= Problem =
Check every line of the data below for the word "RetryPolicy", then give only the number of lines that have it.
◆ ◆ ◆ ◆ ◆ ◆ ◆
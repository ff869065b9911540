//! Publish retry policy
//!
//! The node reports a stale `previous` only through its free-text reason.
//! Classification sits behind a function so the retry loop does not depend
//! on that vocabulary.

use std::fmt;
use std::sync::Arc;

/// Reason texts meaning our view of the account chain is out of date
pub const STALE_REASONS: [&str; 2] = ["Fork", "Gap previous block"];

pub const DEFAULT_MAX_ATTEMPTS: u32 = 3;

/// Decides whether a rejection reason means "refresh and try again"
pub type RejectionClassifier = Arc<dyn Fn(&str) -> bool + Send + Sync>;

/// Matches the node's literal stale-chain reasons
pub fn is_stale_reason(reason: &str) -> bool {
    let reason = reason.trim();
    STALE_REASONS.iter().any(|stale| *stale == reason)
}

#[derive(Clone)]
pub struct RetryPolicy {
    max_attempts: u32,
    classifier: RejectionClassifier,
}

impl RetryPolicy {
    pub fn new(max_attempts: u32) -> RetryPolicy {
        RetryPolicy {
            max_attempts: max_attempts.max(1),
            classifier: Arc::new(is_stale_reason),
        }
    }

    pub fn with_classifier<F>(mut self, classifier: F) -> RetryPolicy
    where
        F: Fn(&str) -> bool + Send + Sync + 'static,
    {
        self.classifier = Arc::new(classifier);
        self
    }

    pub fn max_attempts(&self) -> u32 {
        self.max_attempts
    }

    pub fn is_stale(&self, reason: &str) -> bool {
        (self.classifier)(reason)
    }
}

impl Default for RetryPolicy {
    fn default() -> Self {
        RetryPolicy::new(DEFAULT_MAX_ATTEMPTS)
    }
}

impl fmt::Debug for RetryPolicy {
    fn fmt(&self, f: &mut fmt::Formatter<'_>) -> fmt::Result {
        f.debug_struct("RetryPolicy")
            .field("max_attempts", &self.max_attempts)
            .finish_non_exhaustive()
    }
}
◆ ◆ ◆ ◆ ◆ ◆ ◆
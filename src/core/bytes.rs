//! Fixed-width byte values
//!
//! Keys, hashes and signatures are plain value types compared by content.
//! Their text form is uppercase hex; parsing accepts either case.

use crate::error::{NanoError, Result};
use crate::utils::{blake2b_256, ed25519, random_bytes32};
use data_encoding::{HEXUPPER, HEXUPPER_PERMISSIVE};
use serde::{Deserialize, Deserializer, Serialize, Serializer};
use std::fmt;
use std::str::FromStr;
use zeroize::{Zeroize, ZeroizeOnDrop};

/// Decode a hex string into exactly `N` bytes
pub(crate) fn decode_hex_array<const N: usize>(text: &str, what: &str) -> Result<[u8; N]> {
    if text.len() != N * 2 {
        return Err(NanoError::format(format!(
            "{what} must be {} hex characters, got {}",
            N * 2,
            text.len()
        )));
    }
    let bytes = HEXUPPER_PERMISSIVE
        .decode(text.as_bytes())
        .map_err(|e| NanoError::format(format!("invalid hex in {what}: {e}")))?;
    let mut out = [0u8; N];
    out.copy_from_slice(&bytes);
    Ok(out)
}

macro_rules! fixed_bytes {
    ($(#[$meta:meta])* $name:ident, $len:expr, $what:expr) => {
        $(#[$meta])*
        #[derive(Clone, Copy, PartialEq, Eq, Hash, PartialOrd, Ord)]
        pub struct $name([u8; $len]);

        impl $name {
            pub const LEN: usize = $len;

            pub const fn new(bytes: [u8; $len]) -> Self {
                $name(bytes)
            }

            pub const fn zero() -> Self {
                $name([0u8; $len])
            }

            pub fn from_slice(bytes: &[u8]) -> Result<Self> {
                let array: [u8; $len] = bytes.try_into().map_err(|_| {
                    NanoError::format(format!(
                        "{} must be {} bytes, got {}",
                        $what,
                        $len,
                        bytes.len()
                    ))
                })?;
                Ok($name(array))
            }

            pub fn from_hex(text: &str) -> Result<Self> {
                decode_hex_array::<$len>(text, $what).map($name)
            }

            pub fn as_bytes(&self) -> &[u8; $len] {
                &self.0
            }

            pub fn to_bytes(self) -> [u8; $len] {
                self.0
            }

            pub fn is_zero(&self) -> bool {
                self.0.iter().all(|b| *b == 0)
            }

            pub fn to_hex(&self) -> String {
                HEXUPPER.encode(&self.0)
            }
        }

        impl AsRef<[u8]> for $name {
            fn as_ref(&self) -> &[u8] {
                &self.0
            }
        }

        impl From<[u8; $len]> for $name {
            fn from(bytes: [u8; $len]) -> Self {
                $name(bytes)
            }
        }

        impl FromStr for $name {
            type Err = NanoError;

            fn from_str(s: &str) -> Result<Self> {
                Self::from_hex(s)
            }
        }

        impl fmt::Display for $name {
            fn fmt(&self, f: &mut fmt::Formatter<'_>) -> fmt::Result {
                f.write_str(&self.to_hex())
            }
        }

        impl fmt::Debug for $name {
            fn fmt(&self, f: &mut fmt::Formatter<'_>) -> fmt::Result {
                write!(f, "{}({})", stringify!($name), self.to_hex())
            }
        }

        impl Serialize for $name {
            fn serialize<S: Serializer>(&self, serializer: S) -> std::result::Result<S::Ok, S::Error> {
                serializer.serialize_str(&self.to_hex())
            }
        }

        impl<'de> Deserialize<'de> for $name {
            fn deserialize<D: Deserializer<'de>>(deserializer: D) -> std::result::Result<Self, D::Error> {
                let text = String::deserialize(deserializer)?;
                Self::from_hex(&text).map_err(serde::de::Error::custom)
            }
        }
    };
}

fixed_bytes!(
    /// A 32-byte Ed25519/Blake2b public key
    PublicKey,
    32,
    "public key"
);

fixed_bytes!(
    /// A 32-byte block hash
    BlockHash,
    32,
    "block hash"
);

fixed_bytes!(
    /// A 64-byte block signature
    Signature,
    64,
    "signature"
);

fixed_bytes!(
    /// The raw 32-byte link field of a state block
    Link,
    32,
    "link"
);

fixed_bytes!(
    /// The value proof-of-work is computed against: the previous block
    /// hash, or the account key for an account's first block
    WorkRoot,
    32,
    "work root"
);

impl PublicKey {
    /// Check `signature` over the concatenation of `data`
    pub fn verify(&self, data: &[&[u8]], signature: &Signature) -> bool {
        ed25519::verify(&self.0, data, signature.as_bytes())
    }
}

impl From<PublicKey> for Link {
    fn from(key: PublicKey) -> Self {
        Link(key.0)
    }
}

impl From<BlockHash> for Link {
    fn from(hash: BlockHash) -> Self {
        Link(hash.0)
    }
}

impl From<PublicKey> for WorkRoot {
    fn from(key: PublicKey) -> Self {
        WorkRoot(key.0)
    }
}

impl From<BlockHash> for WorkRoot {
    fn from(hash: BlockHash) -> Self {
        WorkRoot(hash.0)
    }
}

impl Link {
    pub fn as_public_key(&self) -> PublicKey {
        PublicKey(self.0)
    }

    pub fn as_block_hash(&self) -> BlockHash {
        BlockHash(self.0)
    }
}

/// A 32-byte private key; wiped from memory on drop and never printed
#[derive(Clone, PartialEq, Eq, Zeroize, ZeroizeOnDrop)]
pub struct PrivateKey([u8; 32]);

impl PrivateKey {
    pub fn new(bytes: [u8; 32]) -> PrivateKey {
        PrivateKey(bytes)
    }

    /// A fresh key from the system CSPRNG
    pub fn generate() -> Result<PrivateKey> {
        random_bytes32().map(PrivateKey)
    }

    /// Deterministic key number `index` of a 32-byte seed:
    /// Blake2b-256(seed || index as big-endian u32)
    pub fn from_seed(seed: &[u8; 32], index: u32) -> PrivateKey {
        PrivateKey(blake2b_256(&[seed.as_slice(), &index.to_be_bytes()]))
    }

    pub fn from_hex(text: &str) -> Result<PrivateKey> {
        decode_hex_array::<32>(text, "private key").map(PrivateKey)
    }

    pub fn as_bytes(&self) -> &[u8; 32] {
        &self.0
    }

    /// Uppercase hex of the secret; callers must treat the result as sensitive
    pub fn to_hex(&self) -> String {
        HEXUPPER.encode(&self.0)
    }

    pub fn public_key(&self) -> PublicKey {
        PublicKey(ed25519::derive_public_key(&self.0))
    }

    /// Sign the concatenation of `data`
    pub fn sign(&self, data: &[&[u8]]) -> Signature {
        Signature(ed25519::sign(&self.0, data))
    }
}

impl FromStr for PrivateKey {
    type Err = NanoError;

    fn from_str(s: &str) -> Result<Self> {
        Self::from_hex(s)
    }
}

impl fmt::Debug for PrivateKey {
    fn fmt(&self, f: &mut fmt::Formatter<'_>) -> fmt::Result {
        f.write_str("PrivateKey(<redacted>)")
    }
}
◆ ◆ ◆ ◆ ◆ ◆ ◆
= Task solution =
9